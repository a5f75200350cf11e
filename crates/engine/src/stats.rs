use std::fmt;

use serde::Serialize;

use crate::transport::PlayState;

/// Number of recent frame durations averaged by [`FrameStatsRecorder::rolling_fps`].
pub const FRAME_WINDOW: usize = 10;

/// Fixed-size ring of recent frame durations in milliseconds.
#[derive(Debug, Clone)]
pub struct FrameStatsRecorder {
    samples: [u32; FRAME_WINDOW],
    cursor: usize,
    last: u32,
}

impl Default for FrameStatsRecorder {
    fn default() -> Self {
        Self {
            samples: [0; FRAME_WINDOW],
            cursor: 0,
            last: 0,
        }
    }
}

impl FrameStatsRecorder {
    pub fn new() -> Self {
        Self::default()
    }

    /// Stores a completed frame duration, overwriting the oldest sample.
    pub fn record_frame(&mut self, duration_ms: u32) {
        self.samples[self.cursor] = duration_ms;
        self.cursor = (self.cursor + 1) % FRAME_WINDOW;
        self.last = duration_ms;
    }

    pub fn last_frame_ms(&self) -> u32 {
        self.last
    }

    /// Average of `1000 / d` over the window.
    ///
    /// Zero-length samples count as zero FPS rather than being skipped, so the
    /// sum is always divided by [`FRAME_WINDOW`]. A fresh recorder reports 0.
    pub fn rolling_fps(&self) -> f64 {
        let total: f64 = self
            .samples
            .iter()
            .filter(|&&duration| duration > 0)
            .map(|&duration| 1000.0 / f64::from(duration))
            .sum();
        total / FRAME_WINDOW as f64
    }

    pub fn report(
        &self,
        state: PlayState,
        position: f64,
        track_end: f64,
        last_frame_ms: u32,
    ) -> StatusReport {
        let position = if position.is_finite() { position.max(0.0) } else { 0.0 };
        let whole_seconds = position as u64;
        let percent = if track_end > 0.0 {
            (100.0 * position / track_end) as u32
        } else {
            0
        };
        StatusReport {
            play_state: state,
            minutes: whole_seconds / 60,
            seconds: whole_seconds % 60,
            percent,
            frame_ms: last_frame_ms,
            fps: self.rolling_fps(),
        }
    }
}

/// Snapshot handed to whatever displays transport and timing information.
#[derive(Debug, Clone, PartialEq, Serialize)]
pub struct StatusReport {
    pub play_state: PlayState,
    pub minutes: u64,
    pub seconds: u64,
    pub percent: u32,
    pub frame_ms: u32,
    pub fps: f64,
}

impl StatusReport {
    /// `mm:ss (p%)` portion of the status line.
    pub fn timecode(&self) -> String {
        format!("{:02}:{:02} ({}%)", self.minutes, self.seconds, self.percent)
    }
}

impl fmt::Display for StatusReport {
    fn fmt(&self, f: &mut fmt::Formatter<'_>) -> fmt::Result {
        write!(
            f,
            "{:>7}: {}, frame duration: {} ms (running fps average: {:.2})",
            self.play_state.label(),
            self.timecode(),
            self.frame_ms,
            self.fps
        )
    }
}

#[cfg(test)]
mod tests {
    use super::*;

    #[test]
    fn empty_window_reports_zero_fps() {
        let stats = FrameStatsRecorder::new();
        assert_eq!(stats.rolling_fps(), 0.0);
    }

    #[test]
    fn partial_window_divides_by_full_size() {
        let mut stats = FrameStatsRecorder::new();
        stats.record_frame(10);
        // one 100 fps sample spread over a window of ten
        assert!((stats.rolling_fps() - 10.0).abs() < 1e-9);
    }

    #[test]
    fn full_window_averages_samples() {
        let mut stats = FrameStatsRecorder::new();
        for _ in 0..FRAME_WINDOW {
            stats.record_frame(20);
        }
        assert!((stats.rolling_fps() - 50.0).abs() < 1e-9);
    }

    #[test]
    fn oldest_sample_is_overwritten() {
        let mut stats = FrameStatsRecorder::new();
        for _ in 0..FRAME_WINDOW {
            stats.record_frame(0);
        }
        stats.record_frame(10);
        assert_eq!(stats.last_frame_ms(), 10);
        assert!((stats.rolling_fps() - 10.0).abs() < 1e-9);

        for _ in 0..FRAME_WINDOW {
            stats.record_frame(0);
        }
        assert_eq!(stats.rolling_fps(), 0.0);
    }

    #[test]
    fn report_formats_timecode_and_percent() {
        let stats = FrameStatsRecorder::new();
        let report = stats.report(PlayState::Playing, 65.3, 180.0, 16);
        assert_eq!(report.minutes, 1);
        assert_eq!(report.seconds, 5);
        assert_eq!(report.percent, 36);
        assert_eq!(report.timecode(), "01:05 (36%)");
        assert!(report.to_string().contains("01:05 (36%)"));
        assert!(report.to_string().starts_with("Playing"));
    }

    #[test]
    fn report_handles_zero_length_track() {
        let stats = FrameStatsRecorder::new();
        let report = stats.report(PlayState::Paused, 0.0, 0.0, 0);
        assert_eq!(report.percent, 0);
        assert_eq!(report.to_string().trim_start().split(':').next(), Some("Paused"));
    }
}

* [WHAT TO PRODUCE] The required answer is the count of lines in the listing that contain the word "impl", with no other text.

* [OUTPUT BELOW] 4